EXERCISE — The answer should consist of every line in the material below that has the word "BlobBucketClient".

EXERCISE INPUTS section start

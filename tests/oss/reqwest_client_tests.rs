//! BlobBucketClient 经由 ReqwestTransport 访问 HTTP 模拟服务的集成测试

use blobx::{
    BlobBucketClient, BlobBucketClientConfig, BlobError, ListQuery, TypeOptions, WriteOptions,
    WriteSource,
};
use bytes::Bytes;
use futures::stream;
use mockito::Matcher;
use tokio_util::io::StreamReader;

fn client_for(server: &mockito::Server, transport: TypeOptions) -> BlobBucketClient {
    BlobBucketClient::new(BlobBucketClientConfig {
        bucket: "pets".to_string(),
        endpoint: server.url(),
        transport,
        ..Default::default()
    })
    .unwrap()
}

fn bearer_transport() -> TypeOptions {
    TypeOptions::from_json(
        r#"{
            type: "ReqwestTransport",
            options: { bearer_token: "secret", connect_timeout: "2s" }
        }"#,
    )
    .unwrap()
}

#[tokio::test]
async fn test_stat_sends_bearer_token() {
    let mut server = mockito::Server::new_async().await;
    let mock = server
        .mock("GET", "/storage/v1/b/pets/o/cat.png")
        .match_header("authorization", "Bearer secret")
        .with_status(200)
        .with_header("content-type", "application/json")
        .with_body(
            r#"{
                "kind": "storage#object",
                "name": "cat.png",
                "bucket": "pets",
                "size": "1024",
                "contentType": "image/png",
                "md5Hash": "sQqNsWTgdUEFt6mb5y4/5Q=="
            }"#,
        )
        .create_async()
        .await;

    let client = client_for(&server, bearer_transport());
    let object = client.stat("cat.png").await.unwrap();

    assert_eq!(object.size, 1024);
    assert_eq!(object.content_type.as_deref(), Some("image/png"));
    mock.assert_async().await;
}

#[tokio::test]
async fn test_write_sends_multipart_upload() {
    let mut server = mockito::Server::new_async().await;
    let mock = server
        .mock("POST", "/upload/storage/v1/b/pets/o")
        .match_query(Matcher::UrlEncoded(
            "uploadType".to_string(),
            "multipart".to_string(),
        ))
        .match_header(
            "content-type",
            Matcher::Regex("^multipart/related; boundary=[A-Za-z0-9]+$".to_string()),
        )
        .match_body(Matcher::AllOf(vec![
            Matcher::Regex(r#""name":"hello.txt""#.to_string()),
            Matcher::Regex("Content-Type: text/plain\r\n\r\nHello World\r\n".to_string()),
        ]))
        .with_status(200)
        .with_body(
            r#"{"name":"hello.txt","bucket":"pets","size":"11","md5Hash":"sQqNsWTgdUEFt6mb5y4/5Q=="}"#,
        )
        .create_async()
        .await;

    let client = client_for(&server, bearer_transport());
    let object = client
        .write(
            "hello.txt",
            WriteSource::buffer("Hello World"),
            WriteOptions::default().with_content_type("text/plain"),
        )
        .await
        .unwrap();

    assert_eq!(object.size, 11);
    mock.assert_async().await;
}

#[tokio::test]
async fn test_write_checksum_mismatch_deletes_object() {
    let mut server = mockito::Server::new_async().await;
    let _upload = server
        .mock("POST", "/upload/storage/v1/b/pets/o")
        .match_query(Matcher::Any)
        .with_status(200)
        .with_body(r#"{"name":"hello.txt","size":"11","md5Hash":"AAAAAAAAAAAAAAAAAAAAAA=="}"#)
        .create_async()
        .await;
    let delete = server
        .mock("DELETE", "/storage/v1/b/pets/o/hello.txt")
        .with_status(204)
        .create_async()
        .await;

    let client = client_for(&server, TypeOptions::of("ReqwestTransport"));
    let result = client
        .write("hello.txt", WriteSource::buffer("Hello World"), WriteOptions::default())
        .await;

    assert!(matches!(result, Err(BlobError::ChecksumMismatch { .. })));
    delete.assert_async().await;
}

#[tokio::test]
async fn test_write_failing_source_discards_acknowledged_upload() {
    let mut server = mockito::Server::new_async().await;
    // 服务端对中断的请求体仍然回应成功
    let _upload = server
        .mock("POST", "/upload/storage/v1/b/pets/o")
        .match_query(Matcher::Any)
        .with_status(200)
        .with_body(r#"{"name":"broken.txt","size":"7"}"#)
        .create_async()
        .await;
    let delete = server
        .mock("DELETE", "/storage/v1/b/pets/o/broken.txt")
        .with_status(204)
        .create_async()
        .await;

    let chunks: Vec<std::io::Result<Bytes>> = vec![
        Ok(Bytes::from("partial")),
        Err(std::io::Error::new(
            std::io::ErrorKind::BrokenPipe,
            "producer went away",
        )),
    ];
    let reader = StreamReader::new(stream::iter(chunks));

    let client = client_for(&server, TypeOptions::of("ReqwestTransport"));
    let err = client
        .write("broken.txt", WriteSource::stream(reader), WriteOptions::default())
        .await
        .unwrap_err();

    assert!(matches!(err, BlobError::Stream { .. }));
    assert_eq!(err.to_string(), "数据流错误: 读取数据流失败");
    let cause = std::error::Error::source(&err)
        .and_then(|e| e.downcast_ref::<std::io::Error>())
        .expect("source should be the reader's io error");
    assert_eq!(cause.kind(), std::io::ErrorKind::BrokenPipe);
    assert!(cause.to_string().contains("producer went away"));
    delete.assert_async().await;
}

#[tokio::test]
async fn test_read_gzip_stored_object_skips_hash_check() {
    let mut server = mockito::Server::new_async().await;
    // 摘要对应压缩后的存储内容，返回的是解压后的内容
    let _mock = server
        .mock("GET", "/storage/v1/b/pets/o/log.txt")
        .match_query(Matcher::UrlEncoded("alt".to_string(), "media".to_string()))
        .with_status(200)
        .with_header("x-goog-stored-content-encoding", "gzip")
        .with_header("x-goog-hash", "crc32c=AAAAAA==,md5=AAAAAAAAAAAAAAAAAAAAAA==")
        .with_body("Hello World")
        .create_async()
        .await;

    let client = client_for(&server, TypeOptions::of("ReqwestTransport"));
    let data = client.create_read_stream("log.txt").bytes().await.unwrap();
    assert_eq!(data, Bytes::from("Hello World"));
}

#[tokio::test]
async fn test_read_stream_verifies_hash_header() {
    let mut server = mockito::Server::new_async().await;
    let _mock = server
        .mock("GET", "/storage/v1/b/pets/o/hello.txt")
        .match_query(Matcher::UrlEncoded("alt".to_string(), "media".to_string()))
        .with_status(200)
        .with_header("x-goog-hash", "crc32c=AAAAAA==,md5=sQqNsWTgdUEFt6mb5y4/5Q==")
        .with_body("Hello World")
        .create_async()
        .await;

    let client = client_for(&server, TypeOptions::of("ReqwestTransport"));
    let data = client.create_read_stream("hello.txt").bytes().await.unwrap();
    assert_eq!(data, Bytes::from("Hello World"));
}

#[tokio::test]
async fn test_remove_missing_object_is_not_found() {
    let mut server = mockito::Server::new_async().await;
    let _mock = server
        .mock("DELETE", "/storage/v1/b/pets/o/gone.txt")
        .with_status(404)
        .with_body(r#"{"error":{"code":404,"message":"No such object: pets/gone.txt"}}"#)
        .create_async()
        .await;

    let client = client_for(&server, TypeOptions::of("ReqwestTransport"));
    match client.remove("gone.txt").await {
        Err(BlobError::NotFound { name }) => assert_eq!(name, "gone.txt"),
        other => panic!("expected NotFound, got {:?}", other),
    }
}

#[tokio::test]
async fn test_list_passes_query_and_returns_token() {
    let mut server = mockito::Server::new_async().await;
    let mock = server
        .mock("GET", "/storage/v1/b/pets/o")
        .match_query(Matcher::AllOf(vec![
            Matcher::UrlEncoded("maxResults".to_string(), "2".to_string()),
            Matcher::UrlEncoded("prefix".to_string(), "logs/".to_string()),
        ]))
        .with_status(200)
        .with_body(
            r#"{
                "kind": "storage#objects",
                "items": [
                    { "name": "logs/a", "size": "1" },
                    { "name": "logs/b", "size": "2" }
                ],
                "nextPageToken": "CgZsb2dzL2I="
            }"#,
        )
        .create_async()
        .await;

    let client = client_for(&server, TypeOptions::of("ReqwestTransport"));
    let result = client
        .list(ListQuery::default().with_max_results(2).with_prefix("logs/"))
        .await
        .unwrap();

    assert_eq!(result.objects.len(), 2);
    let next = result.next_query.unwrap();
    assert_eq!(next.page_token.unwrap().as_str(), "CgZsb2dzL2I=");
    assert_eq!(next.prefix.as_deref(), Some("logs/"));
    mock.assert_async().await;
}

#[tokio::test]
async fn test_server_error_maps_to_store_error() {
    let mut server = mockito::Server::new_async().await;
    let _mock = server
        .mock("GET", "/storage/v1/b/pets/o/a.txt")
        .with_status(503)
        .with_body(r#"{"error":{"code":503,"message":"Backend unavailable"}}"#)
        .create_async()
        .await;

    // 经由 TracingTransport 包装，行为不变
    let transport = TypeOptions::from_json(
        r#"{
            type: "TracingTransport",
            options: {
                transport: { type: "ReqwestTransport" },
                slow_threshold: "1ms"
            }
        }"#,
    )
    .unwrap();
    let client = client_for(&server, transport);

    match client.stat("a.txt").await {
        Err(BlobError::Store {
            status, message, ..
        }) => {
            assert_eq!(status, Some(503));
            assert_eq!(message, "Backend unavailable");
        }
        other => panic!("expected store error, got {:?}", other),
    }
}
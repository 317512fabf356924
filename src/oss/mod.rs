mod auth;
mod blob_types;
mod bucket_client;
mod digest;
mod error;
mod json_api;
mod read_stream;
mod reqwest_transport;
mod tracing_transport;
mod transport;
mod write_source;

pub use auth::{Anonymous, AuthProvider, BearerTokenAuth};
pub use blob_types::{
    BlobObject, CopyDestination, ListQuery, ListResult, MetadataUpdate, PageToken, Validation,
    WriteOptions,
};
pub use bucket_client::{BlobBucketClient, BlobBucketClientConfig};
pub use digest::md5_base64;
pub use error::BlobError;
pub use json_api::DEFAULT_ENDPOINT;
pub use read_stream::ReadStream;
pub use reqwest_transport::{ReqwestTransport, ReqwestTransportConfig};
pub use tracing_transport::{TracingTransport, TracingTransportConfig};
pub use transport::{ByteStream, HttpRequest, HttpResponse, RequestBody, Transport};
pub use write_source::WriteSource;

use std::sync::Once;
use tracing::warn;

use crate::cfg::register_trait;

static REGISTER_TRANSPORTS: Once = Once::new();

/// 注册所有内置的 Transport 实现
///
/// 注册后可以通过 `TypeOptions` 按名称创建 Transport，重复调用只生效一次。
///
/// # 示例
///
/// ```rust
/// use blobx::cfg::{create_trait_from_type_options, TypeOptions};
/// use blobx::oss::{register_transports, Transport};
///
/// register_transports();
/// let transport = create_trait_from_type_options::<dyn Transport>(
///     &TypeOptions::of("ReqwestTransport"),
/// ).unwrap();
/// ```
pub fn register_transports() {
    REGISTER_TRANSPORTS.call_once(|| {
        if let Err(e) = register_trait::<ReqwestTransport, dyn Transport, ReqwestTransportConfig>(
            "ReqwestTransport",
        ) {
            warn!(error = %e, "failed to register ReqwestTransport");
        }

        if let Err(e) = register_trait::<TracingTransport, dyn Transport, TracingTransportConfig>(
            "TracingTransport",
        ) {
            warn!(error = %e, "failed to register TracingTransport");
        }
    });
}
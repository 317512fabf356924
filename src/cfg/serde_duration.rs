use anyhow::{anyhow, Result};
use serde::{Deserialize, Deserializer, Serializer};
use std::time::Duration;

pub use serde_with::{serde_as, DeserializeAs, SerializeAs};

/// Duration 的人性化格式化器
///
/// 支持格式: "500ms", "3s", "2m", "1h", "1h30m45s", "1.5s"
pub struct HumanDur;

impl SerializeAs<Duration> for HumanDur {
    fn serialize_as<S>(source: &Duration, serializer: S) -> Result<S::Ok, S::Error>
    where
        S: Serializer,
    {
        serializer.serialize_str(&format_duration(*source))
    }
}

impl<'de> DeserializeAs<'de, Duration> for HumanDur {
    fn deserialize_as<D>(deserializer: D) -> Result<Duration, D::Error>
    where
        D: Deserializer<'de>,
    {
        let s = String::deserialize(deserializer)?;
        parse_duration(&s).map_err(serde::de::Error::custom)
    }
}

/// 解析时间字符串: "1h30m45s" -> Duration
pub fn parse_duration(s: &str) -> Result<Duration> {
    let s = s.trim().to_lowercase();
    if s.is_empty() {
        return Err(anyhow!("空字符串"));
    }

    let mut total = Duration::ZERO;
    let mut rest = s.as_str();

    while !rest.is_empty() {
        let num_len = rest
            .find(|c: char| !(c.is_ascii_digit() || c == '.'))
            .unwrap_or(rest.len());
        if num_len == 0 {
            return Err(anyhow!("期望数字: {}", rest));
        }
        let (num_str, tail) = rest.split_at(num_len);
        let value: f64 = num_str
            .parse()
            .map_err(|_| anyhow!("无效数字: {}", num_str))?;

        let unit_len = tail
            .find(|c: char| !c.is_alphabetic())
            .unwrap_or(tail.len());
        if unit_len == 0 {
            return Err(anyhow!("缺少时间单位: {}", s));
        }
        let (unit, tail) = tail.split_at(unit_len);

        let nanos_per_unit: u64 = match unit {
            "ns" => 1,
            "us" | "µs" | "μs" => 1_000,
            "ms" => 1_000_000,
            "s" => 1_000_000_000,
            "m" => 60 * 1_000_000_000,
            "h" => 3600 * 1_000_000_000,
            "d" => 86400 * 1_000_000_000,
            _ => return Err(anyhow!("不支持的时间单位: {}", unit)),
        };

        total += Duration::from_nanos((value * nanos_per_unit as f64).round() as u64);
        rest = tail;
    }

    Ok(total)
}

/// Duration 格式化为字符串: Duration -> "1h30m45s"
///
/// 带毫秒的时长统一输出为毫秒，保证 parse/format 可以互逆。
pub fn format_duration(duration: Duration) -> String {
    if duration.is_zero() {
        return "0s".to_string();
    }

    let nanos = duration.subsec_nanos();
    if nanos % 1_000_000 != 0 {
        return format!("{}ns", duration.as_nanos());
    }
    if nanos != 0 {
        return format!("{}ms", duration.as_millis());
    }

    let mut remaining = duration.as_secs();
    let mut out = String::new();
    for (unit, size) in [("d", 86400), ("h", 3600), ("m", 60), ("s", 1)] {
        if remaining >= size {
            out.push_str(&format!("{}{}", remaining / size, unit));
            remaining %= size;
        }
    }
    out
}
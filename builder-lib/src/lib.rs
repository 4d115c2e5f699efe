#[cfg(test)]
#[macro_use]
mod tests;

pub mod builder;
pub mod campaign;
pub mod encode;
pub mod error;
pub mod query;
pub mod types;

pub use builder::QueryBuilder;
pub use types::{BuilderConfig, ParameterMap};

// JNI bridge for Android
#[cfg(all(feature = "jni-bridge", target_os = "android"))]
pub mod jni_bridge;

EXERCISE INPUTS section end

OUTPUT FOR THIS EXERCISE —
//! BlobBucketClient 经由 ReqwestTransport 访问 HTTP 模拟服务的集成测试
    BlobBucketClient, BlobBucketClientConfig, BlobError, ListQuery, TypeOptions, WriteOptions,
fn client_for(server: &mockito::Server, transport: TypeOptions) -> BlobBucketClient {
    BlobBucketClient::new(BlobBucketClientConfig {
pub use bucket_client::{BlobBucketClient, BlobBucketClientConfig};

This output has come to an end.